This double bind of perception and possible response drives anxiety over climate change in Bangladesh. Moreover, it overtly and covertly informs much contemporary discussion about the border within India, where migration has long served as a rallying point for the Hindu right (Ramachandran 1999; Sur 2014). The realities and imaginations of cross-border displacement contribute to a mode of politics that Sanjay Chaturvedi and Timothy Doyle (2015) aptly characterize as “climate terror.” The imagination of an inundated Bangladesh is regularly coupled with a framing of India, and particularly the states adjacent to Bangladesh, as drowned in a tidal wave of (Muslim) migrants (see Thankuria 2015).

The specter of climate refugees weighs heavily on other imaginations as well. In 2015, I spoke with a senior British development professional working for a large international aid organization and about to complete a multiyear posting in Bangladesh on the politics of climate-related development. He explained this politics to me as a fear of global migration: “This is where the UK redlines. We can’t handle 165 million Bangladeshis showing up on the UK’s shores.” It is this fear that animates the reframing of the India-Bangladesh border as a marker of what Joseph Masco (2010) calls “planetary threat.” Framed as a “global ‘national security’ issue” (Friedman 2009), this border is increasingly positioned as a test case for climate security and for understanding the future of migration in a warming world. This vision of the border can be seen in its increasing presence in climate-change war games and strategy scenarios in the United States and Europe. For example, the “Clout and Climate Change” war game, staged by the Center for New American Security in 2008, imagined an Indian border beset by a climate-migration catastrophe following a fictional 2013 cyclonic event in the Bay of Bengal.13 In doing so, it tested the organizational capacity of the international community to respond to (rather than prevent) climatological disasters by stemming migration before it compromises regional and global stability (Lakoff 2008; Anderson 2010). Similar exercises at the U.S. National Defense University and the Naval War College have tested the outcomes of massive population displacement and the ability of the U.S. Navy to respond to major climatological disasters in Bangladesh (Funk 2014). In short, the stakes of change in the region are high, and not just for residents.
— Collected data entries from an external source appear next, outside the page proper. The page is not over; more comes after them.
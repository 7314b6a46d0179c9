// Interactive terminal chat over the same session logic the web UI uses.

use anyhow::{Context, Result};
use std::sync::Arc;
use tokio::io::{AsyncBufRead, AsyncBufReadExt, AsyncWrite, AsyncWriteExt};
use tracing::info;

use crate::conversation::SubmitError;
use crate::resolver::MessageResolver;
use crate::session::{ChatSession, Step};

pub async fn run_chat<R, W>(
    resolver: Arc<MessageResolver>,
    greeting: String,
    input: R,
    output: &mut W,
) -> Result<()>
where
    R: AsyncBufRead + Unpin,
    W: AsyncWrite + Unpin,
{
    info!("Starting terminal chat...");
    let mut session = ChatSession::new(resolver, greeting.clone());
    write_line(output, &format!("bot> {}", greeting)).await?;

    let mut lines = input.lines();
    while let Some(line) = lines.next_line().await.context("Failed to read chat input")? {
        match line.trim() {
            "/quit" | "/exit" => break,
            "/theme" => {
                let theme = if session.toggle_theme() { "dark" } else { "light" };
                write_line(output, &format!("(theme: {})", theme)).await?;
                continue;
            }
            _ => {}
        }

        match session.handle_input(&line) {
            Step::Rejected(SubmitError::Empty) => {}
            Step::Rejected(e) => write_line(output, &format!("({})", e)).await?,
            Step::Answered { reply, .. } => {
                write_line(output, &format!("bot> {}", reply.text)).await?;
            }
            Step::Pending { request, .. } => {
                write_line(output, "bot> Typing…").await?;
                let reply = session.finish(request.resolve().await);
                write_line(output, &format!("bot> {}", reply.text)).await?;
            }
        }
    }

    info!(messages = session.state().transcript().len(), "Chat session finished");
    Ok(())
}

async fn write_line<W: AsyncWrite + Unpin>(output: &mut W, line: &str) -> Result<()> {
    output
        .write_all(format!("{}\n", line).as_bytes())
        .await
        .context("Failed to write chat output")?;
    output.flush().await.context("Failed to flush chat output")?;
    Ok(())
}
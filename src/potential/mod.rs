mod ljcut;
pub use ljcut::LJCut;

/// Aggregate totals from one force evaluation, recomputed every step and
/// never carried across steps
#[derive(Clone, Copy, Debug, Default)]
pub struct PotentialSummary {
    /// Cut-and-shifted potential energy (continuous at the cutoff)
    pub pot: f64,
    /// Potential truncated at the cutoff but not shifted; used with the
    /// long-range correction for full-energy estimators
    pub cut: f64,
    /// Virial, for the pressure beyond the ideal-gas term
    pub vir: f64,
    /// Sum of pair Laplacians, for the configurational temperature
    pub lap: f64,
    /// Whether any pair fell inside the overlap threshold
    pub ovr: bool,
}

/// Pairwise short-ranged potential evaluated over all minimum-image pairs
/// inside the cutoff.
///
/// `compute` is a pure function of its inputs: it borrows positions
/// (box-fraction units) and returns a fresh summary and per-atom force set
/// each call. Overlap is signalled in the summary, never raised, so the
/// caller decides whether to abort.
pub trait PairPotential {
    fn cutoff(&self) -> f64;
    fn compute(
        &self,
        box_length: f64,
        positions: &[[f64; 3]],
    ) -> (PotentialSummary, Vec<[f64; 3]>);
}
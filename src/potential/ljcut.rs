use super::{PairPotential, PotentialSummary};
use crate::utils;

// Inverse squared separation above which a pair counts as overlapping;
// the pair energy there is above roughly 100 epsilon
const SR2_OVR: f64 = 1.77;

/// Lennard-Jones 12-6 potential, truncated at a cutoff, in reduced units
/// (sigma = 1, epsilon = 1)
#[derive(Clone, Copy, Debug)]
pub struct LJCut {
    r_cut: f64,
    pot_cut: f64, // pair energy at the cutoff before the factor 4, subtracted to shift
}
impl LJCut {
    pub fn new(r_cut: f64) -> Self {
        assert!(
            r_cut > 0.0,
            "Cutoff distance should be positive, found {}",
            r_cut,
        );
        let sr2 = 1.0 / (r_cut * r_cut);
        let sr6 = sr2 * sr2 * sr2;
        Self {
            r_cut,
            pot_cut: sr6 * sr6 - sr6,
        }
    }
}

impl PairPotential for LJCut {
    fn cutoff(&self) -> f64 {
        self.r_cut
    }
    fn compute(
        &self,
        box_length: f64,
        positions: &[[f64; 3]],
    ) -> (PotentialSummary, Vec<[f64; 3]>) {
        let n = positions.len();
        let r_cut_box_sq = (self.r_cut / box_length) * (self.r_cut / box_length);
        let box_sq = box_length * box_length;

        let mut total = PotentialSummary::default();
        let mut forces = vec![[0.0; 3]; n];

        for i in 0..n {
            for j in i + 1..n {
                // Separation of the closest periodic images, in box units
                let rij = [
                    utils::min_image(positions[i][0] - positions[j][0]),
                    utils::min_image(positions[i][1] - positions[j][1]),
                    utils::min_image(positions[i][2] - positions[j][2]),
                ];
                let rij_sq_box = utils::norm_squared(&rij);
                if rij_sq_box >= r_cut_box_sq {
                    continue;
                }

                let rij_sq = rij_sq_box * box_sq;
                let sr2 = 1.0 / rij_sq;
                total.ovr = total.ovr || sr2 > SR2_OVR;

                let sr6 = sr2 * sr2 * sr2;
                let sr12 = sr6 * sr6;
                let cut = sr12 - sr6;
                let vir = cut + sr12;

                total.cut += cut;
                total.pot += cut - self.pot_cut;
                total.vir += vir;
                total.lap += (22.0 * sr12 - 5.0 * sr6) * sr2;

                // f_ij = 24 (2 sr12 - sr6) sr2 * r_ij in physical units;
                // the factor 24 is applied once below
                let f_mag = vir * sr2 * box_length;
                for k in 0..3 {
                    forces[i][k] += rij[k] * f_mag;
                    forces[j][k] -= rij[k] * f_mag;
                }
            }
        }

        // Common numerical factors, applied once over the pair sums
        for force in &mut forces {
            for component in force {
                *component *= 24.0;
            }
        }
        total.cut *= 4.0;
        total.pot *= 4.0;
        total.vir *= 24.0 / 3.0;
        total.lap *= 24.0 * 2.0;

        (total, forces)
    }
}
use thiserror::Error;

/// Error types
#[derive(Debug, Error)]
pub enum Error {
    /// Malformed or ill-typed run parameters; detected before any state exists
    #[error("configuration error: {0}")]
    Config(String),

    /// Malformed configuration snapshot file
    #[error("{file}:{line}: bad configuration snapshot: {message}")]
    Cnf {
        file: String,
        line: usize,
        message: String,
    },

    /// Pair separation below the potential's overlap threshold; always fatal
    #[error("particle overlap in {context} configuration")]
    Overlap { context: &'static str },

    #[error(transparent)]
    Io(#[from] std::io::Error),
}
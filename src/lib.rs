//! Brownian dynamics of Lennard-Jones atoms in the constant-NVT ensemble.
//!
//! Positions live in box-fraction units inside a cubic periodic box;
//! velocities stay in physical units and every atom has unit mass. The
//! dynamics is the BAOAB splitting of the Langevin equation, with block
//! averaging of the standard thermodynamic observables.

pub mod atoms;
pub mod averages;
pub mod cnf;
pub mod compute;
pub mod config;
pub mod error;
pub mod integrators;
pub mod lattice;
pub mod lrc;
pub mod potential;
pub mod simulation;
pub(crate) mod utils;

pub use atoms::Atoms;
pub use averages::Averages;
pub use compute::{Method, Observable};
pub use config::RunParameters;
pub use error::Error;
pub use integrators::{drift, kick, randomize, Baoab};
pub use potential::{LJCut, PairPotential, PotentialSummary};
pub use simulation::Simulation;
RESILIENCE, OR, THE CULTURAL LOGIC OF CLIMATE HETERODYSTOPIA

What might this transformation from vulnerability to resilience mean for Bangladesh and for climate-related development within it? Resilience is a concept that has taken the development industry by storm over the past decade. Genealogically, the concept of resilience borrows from both late-Hayekian theories about the market and Crawford Holling’s complex systems theory, developed in the 1970s (Walker and Cooper 2011). Its contemporary uses in development and its relationship to terms such as adaptation can often seem flexible and slippery. It signals both the limits of traditional development planning and a revised attention to what will be expected of the subjects of development in the future. For example, the same development professional concerned about the redlining of the United Kingdom under the weight of climate migration who was introduced in the previous section went on to describe climate-related development as a project of mitigating migration through resilience. He further explained the logic of resilience as a way of thinking strategically about probability and risk. Resilience provided a sophisticated form of systems thinking to potentially mitigate against the future of climate change. It did this by offering a more complex engagement with risk and investment than other (older) models of climate programming such as adaptation or disaster risk reduction. Potential solutions to this problem of migration included more robust disaster planning and infrastructural development. Yet resilience thinking also called many of these solutions into question. To demonstrate his point, the professional, as we spoke, spun out a long series of risks and challenges to development in the southwest, such as groundwater and soil salinization, sea-level rise, the waterlogging of islands in the delta, and more. He emphasized the ways in which these challenges multiplied and complicated each other, exposing the successive limitations of each new intervention that a resilience-oriented perspective exposed.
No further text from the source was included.